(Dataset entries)
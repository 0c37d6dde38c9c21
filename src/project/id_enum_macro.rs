/// Defines an open identifier enum: known variants with a canonical id and a
/// display label, plus `Custom(String)` for anything the build reports that we
/// do not recognize.
///
/// Ids and aliases are accepted when parsing and deserializing; serialization
/// always writes the canonical id.
#[macro_export]
macro_rules! define_id_enum {
    (
        $(#[$enum_meta:meta])*
        $enum_name:ident {
            $(
                $(#[$variant_meta:meta])*
                $variant:ident => $id:literal : $label:literal
                $( | $alias:literal )*
            ),* $(,)?
        }
    ) => {
        $(#[$enum_meta])*
        #[derive(Debug, Clone, PartialEq, Eq, Hash, PartialOrd, Ord)]
        pub enum $enum_name {
            $(
                $(#[$variant_meta])*
                $variant,
            )*
            Custom(String),
        }

        impl serde::Serialize for $enum_name {
            fn serialize<S>(&self, serializer: S) -> Result<S::Ok, S::Error>
            where
                S: serde::Serializer,
            {
                serializer.serialize_str(self.id())
            }
        }

        impl<'de> serde::Deserialize<'de> for $enum_name {
            fn deserialize<D>(deserializer: D) -> Result<Self, D::Error>
            where
                D: serde::Deserializer<'de>,
            {
                let s = String::deserialize(deserializer)?;
                Ok(Self::parse(&s))
            }
        }

        impl $enum_name {
            /// Canonical identifier as written in descriptors
            pub fn id(&self) -> &str {
                match self {
                    $(
                        Self::$variant => $id,
                    )*
                    Self::Custom(name) => name,
                }
            }

            pub fn label(&self) -> &str {
                match self {
                    $(
                        Self::$variant => $label,
                    )*
                    Self::Custom(name) => name,
                }
            }

            /// Parses an id or alias; unknown input becomes `Custom`
            pub fn parse(value: &str) -> Self {
                match value {
                    $(
                        $id $(| $alias)* => Self::$variant,
                    )*
                    _ => Self::Custom(value.to_string()),
                }
            }

            pub fn is_custom(&self) -> bool {
                matches!(self, Self::Custom(_))
            }

            pub fn known() -> &'static [Self] {
                &[
                    $(
                        Self::$variant,
                    )*
                ]
            }
        }

        impl std::fmt::Display for $enum_name {
            fn fmt(&self, f: &mut std::fmt::Formatter<'_>) -> std::fmt::Result {
                write!(f, "{}", self.id())
            }
        }
    };
}
//! Progress handler trait and events

use std::time::Duration;

/// Events emitted during a sync pass
#[derive(Debug, Clone)]
pub enum ProgressEvent {
    /// Sync started
    Started { projects: usize },

    PhaseStarted { phase: String },

    PhaseComplete { phase: String, duration: Duration },

    /// Project has none of the recognized capability markers
    KindUnrecognized { project: String, markers: Vec<String> },

    /// Descriptors of one project were computed
    ProjectResolved {
        project: String,
        classpath_entries: usize,
        modules: usize,
    },

    /// Descriptors of one project could not be computed
    ProjectFailed { project: String, error: String },

    /// Sync finished (possibly with failed projects)
    Completed {
        resolved: usize,
        failed: usize,
        total_time: Duration,
    },
}

/// Trait for handling progress events during a sync pass
pub trait ProgressHandler: Send + Sync {
    /// Called when a progress event occurs
    fn on_progress(&self, event: &ProgressEvent);
}

/// No-op handler that ignores all events
#[derive(Debug, Default, Clone, Copy)]
pub struct NoOpHandler;

impl ProgressHandler for NoOpHandler {
    fn on_progress(&self, _event: &ProgressEvent) {}
}
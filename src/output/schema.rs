//! Descriptor model produced by a sync pass
//!
//! A [`ProjectModel`] bundles the three outgoing descriptors of one project:
//! the classpath entries, the component (module assembly) and the facet set.
//! Serialization to the IDE's own file formats is left to the consumer; these
//! types only fix the content.

use crate::deploy::{ClasspathEntry, Component, DeployNameLookup, FacetSet};
use crate::error::ProjectError;
use crate::project::{ProjectId, ProjectKind};
use anyhow::{Context, Result};
use serde::{Deserialize, Serialize};
use sha2::{Digest, Sha256};
use std::collections::BTreeMap;

#[derive(Debug, Clone, PartialEq, Eq, Serialize, Deserialize)]
pub struct ProjectModel {
    pub project: ProjectId,
    /// `None` when no recognized capability marker is applied
    pub kind: Option<ProjectKind>,
    pub deploy_name: String,
    pub classpath: Vec<ClasspathEntry>,
    #[serde(default, skip_serializing_if = "Option::is_none")]
    pub component: Option<Component>,
    pub facets: FacetSet,
}

impl ProjectModel {
    pub fn classpath_entry(&self, entry_id: &str) -> Option<&ClasspathEntry> {
        self.classpath.iter().find(|e| e.entry_id == entry_id)
    }

    pub fn module_names(&self) -> Vec<&str> {
        self.component
            .iter()
            .flat_map(|c| c.modules.iter())
            .map(|m| m.reference.name())
            .collect()
    }
}

impl DeployNameLookup for BTreeMap<ProjectId, ProjectModel> {
    fn deploy_name_of(&self, project: &ProjectId) -> Option<String> {
        self.get(project).map(|model| model.deploy_name.clone())
    }
}

/// Outcome of one sync pass over a workspace
#[derive(Debug, Clone, Default, PartialEq, Serialize)]
pub struct SyncReport {
    pub models: BTreeMap<ProjectId, ProjectModel>,
    #[serde(default, skip_serializing_if = "BTreeMap::is_empty")]
    pub failures: BTreeMap<ProjectId, ProjectError>,
}

impl SyncReport {
    pub fn model(&self, project: &str) -> Option<&ProjectModel> {
        self.models.get(&ProjectId::new(project))
    }

    pub fn failure(&self, project: &str) -> Option<&ProjectError> {
        self.failures.get(&ProjectId::new(project))
    }

    pub fn is_complete(&self) -> bool {
        self.failures.is_empty()
    }

    /// SHA-256 over the canonical JSON of all models. Equal inputs give equal
    /// fingerprints.
    pub fn fingerprint(&self) -> Result<String> {
        let canonical =
            serde_json::to_vec(&self.models).context("Failed to serialize project models")?;
        Ok(hex::encode(Sha256::digest(&canonical)))
    }
}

• WHAT THIS TASK INVOLVES: State how many lines of the data contain the word "markers". Nothing besides the number belongs in the reply.

• SOLUTION: 2